Directions:
Looking through the data, please report how many lines contain the string "FileRoster", giving nothing but the number.

Stored entries:
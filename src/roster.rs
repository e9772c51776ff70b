//! Roster and alert backlog sources.
//!
//! The monitoring service also exposes its roster and recent alerts outside
//! the stream. A [`RosterSource`] supplies both so the monitor can populate
//! the registry before any live data arrives.

use std::fmt::Debug;
use std::path::{Path, PathBuf};

use async_trait::async_trait;
use serde::Deserialize;
use tracing::debug;

use vitalwatch_types::{AlertEvent, Subject};

use crate::error::{MonitorError, Result};

/// Trait for loading the subject roster and alert backlog.
///
/// # Example
///
/// ```
/// use vitalwatch::roster::{RosterSource, StaticRoster};
/// use vitalwatch_types::Subject;
///
/// # tokio_test::block_on(async {
/// let roster = StaticRoster::new(vec![Subject::new("s1", "John Doe")]);
/// assert_eq!(roster.subjects().await.unwrap().len(), 1);
/// assert!(roster.alert_backlog().await.unwrap().is_empty());
/// # });
/// ```
#[async_trait]
pub trait RosterSource: Send + Sync + Debug {
    /// The full list of subjects.
    async fn subjects(&self) -> Result<Vec<Subject>>;

    /// Alerts raised before this client connected.
    async fn alert_backlog(&self) -> Result<Vec<AlertEvent>>;

    /// Returns a human-readable description of the source.
    fn description(&self) -> &str;
}

/// In-memory roster.
#[derive(Debug, Clone, Default)]
pub struct StaticRoster {
    subjects: Vec<Subject>,
    alerts: Vec<AlertEvent>,
}

impl StaticRoster {
    pub fn new(subjects: Vec<Subject>) -> Self {
        Self {
            subjects,
            alerts: Vec::new(),
        }
    }

    pub fn with_alerts(mut self, alerts: Vec<AlertEvent>) -> Self {
        self.alerts = alerts;
        self
    }
}

#[async_trait]
impl RosterSource for StaticRoster {
    async fn subjects(&self) -> Result<Vec<Subject>> {
        Ok(self.subjects.clone())
    }

    async fn alert_backlog(&self) -> Result<Vec<AlertEvent>> {
        Ok(self.alerts.clone())
    }

    fn description(&self) -> &str {
        "static"
    }
}

/// Roster file contents: either an object with both lists or a bare
/// subject array.
#[derive(Debug, Deserialize)]
#[serde(untagged)]
enum RosterFile {
    Document {
        #[serde(alias = "patients")]
        subjects: Vec<Subject>,
        #[serde(default)]
        alerts: Vec<AlertEvent>,
    },
    Subjects(Vec<Subject>),
}

/// A roster read from JSON files.
///
/// The roster file holds `{"subjects": [...], "alerts": [...]}` or a bare
/// subject array. An optional separate file holds an alert array; when set
/// it takes the place of any alerts in the roster file.
#[derive(Debug)]
pub struct FileRoster {
    path: PathBuf,
    alerts_path: Option<PathBuf>,
    description: String,
}

impl FileRoster {
    pub fn new<P: AsRef<Path>>(path: P) -> Self {
        let path = path.as_ref().to_path_buf();
        let description = format!("file: {}", path.display());
        Self {
            path,
            alerts_path: None,
            description,
        }
    }

    /// Read the alert backlog from a separate file.
    pub fn with_alerts<P: AsRef<Path>>(mut self, path: P) -> Self {
        self.alerts_path = Some(path.as_ref().to_path_buf());
        self
    }

    /// Returns the roster path.
    pub fn path(&self) -> &Path {
        &self.path
    }

    async fn read(path: &Path) -> Result<String> {
        tokio::fs::read_to_string(path)
            .await
            .map_err(|e| MonitorError::Roster(format!("read error: {}: {}", path.display(), e)))
    }

    async fn load(&self) -> Result<RosterFile> {
        let content = Self::read(&self.path).await?;
        serde_json::from_str(&content).map_err(|e| {
            MonitorError::Roster(format!("parse error: {}: {}", self.path.display(), e))
        })
    }
}

#[async_trait]
impl RosterSource for FileRoster {
    async fn subjects(&self) -> Result<Vec<Subject>> {
        let subjects = match self.load().await? {
            RosterFile::Document { subjects, .. } => subjects,
            RosterFile::Subjects(subjects) => subjects,
        };
        debug!(path = %self.path.display(), count = subjects.len(), "read roster");
        Ok(subjects)
    }

    async fn alert_backlog(&self) -> Result<Vec<AlertEvent>> {
        if let Some(path) = &self.alerts_path {
            let content = Self::read(path).await?;
            return serde_json::from_str(&content).map_err(|e| {
                MonitorError::Roster(format!("parse error: {}: {}", path.display(), e))
            });
        }
        match self.load().await? {
            RosterFile::Document { alerts, .. } => Ok(alerts),
            RosterFile::Subjects(_) => Ok(Vec::new()),
        }
    }

    fn description(&self) -> &str {
        &self.description
    }
}

#[cfg(test)]
mod tests {
    use super::*;
    use std::io::Write;
    use tempfile::NamedTempFile;
    use vitalwatch_types::{Severity, SubjectStatus};

    fn write(content: &str) -> NamedTempFile {
        let mut file = NamedTempFile::new().unwrap();
        file.write_all(content.as_bytes()).unwrap();
        file.flush().unwrap();
        file
    }

    #[tokio::test]
    async fn test_file_roster_document() {
        let file = write(
            r#"{
                "patients": [
                    {"id": "patient_001", "name": "John Doe", "age": 58, "room": "ICU-101",
                     "condition": "Hypertension", "status": "critical", "connected": true},
                    {"id": "patient_003", "name": "Robert Johnson", "status": "monitoring"}
                ],
                "alerts": [
                    {"id": 1, "patient_id": "patient_001", "type": "heart_rate",
                     "message": "Heart rate above threshold: 118 bpm", "severity": "high",
                     "timestamp": "2024-01-15T10:30:00", "acknowledged": false}
                ]
            }"#,
        );
        let roster = FileRoster::new(file.path());

        let subjects = roster.subjects().await.unwrap();
        assert_eq!(subjects.len(), 2);
        assert_eq!(subjects[0].display_name, "John Doe");
        assert_eq!(subjects[0].status, SubjectStatus::Critical);
        assert_eq!(subjects[0].metadata["room"], "ICU-101");
        assert_eq!(subjects[0].metadata["age"], "58");
        assert_eq!(subjects[0].metadata["connected"], "true");
        assert!(subjects[1].metadata.is_empty());
        assert_eq!(subjects[1].status, SubjectStatus::Guarded);

        let alerts = roster.alert_backlog().await.unwrap();
        assert_eq!(alerts.len(), 1);
        assert_eq!(alerts[0].id, "1");
        assert_eq!(alerts[0].severity, Severity::High);
    }

    #[tokio::test]
    async fn test_file_roster_bare_array() {
        let file = write(r#"[{"id": "s1", "name": "John Doe"}]"#);
        let roster = FileRoster::new(file.path());

        assert_eq!(roster.subjects().await.unwrap().len(), 1);
        assert!(roster.alert_backlog().await.unwrap().is_empty());
    }

    #[tokio::test]
    async fn test_file_roster_separate_alerts() {
        let roster_file = write(r#"[{"id": "s1", "name": "John Doe"}]"#);
        let alerts_file = write(
            r#"[{"id": 2, "patient_id": "s1", "type": "blood_pressure",
                 "severity": "medium", "timestamp": "2024-01-15T10:30:00",
                 "acknowledged": true}]"#,
        );
        let roster = FileRoster::new(roster_file.path()).with_alerts(alerts_file.path());

        let alerts = roster.alert_backlog().await.unwrap();
        assert_eq!(alerts.len(), 1);
        assert!(alerts[0].acknowledged);
    }

    #[tokio::test]
    async fn test_file_roster_errors() {
        let roster = FileRoster::new("/nonexistent/roster.json");
        let err = roster.subjects().await.unwrap_err();
        assert!(matches!(err, MonitorError::Roster(msg) if msg.starts_with("read error")));

        let file = write("not json");
        let roster = FileRoster::new(file.path());
        let err = roster.subjects().await.unwrap_err();
        assert!(matches!(err, MonitorError::Roster(msg) if msg.starts_with("parse error")));
    }

    #[tokio::test]
    async fn test_static_roster() {
        let roster = StaticRoster::new(vec![Subject::new("s1", "John Doe")]).with_alerts(vec![
            AlertEvent::new(
                "a1",
                "s1",
                "spo2",
                Severity::Medium,
                vitalwatch_types::Timestamp::from_millis(0),
            ),
        ]);
        assert_eq!(roster.subjects().await.unwrap()[0].id, "s1");
        assert_eq!(roster.alert_backlog().await.unwrap().len(), 1);
        assert_eq!(roster.description(), "static");
    }
}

Problem solution:
8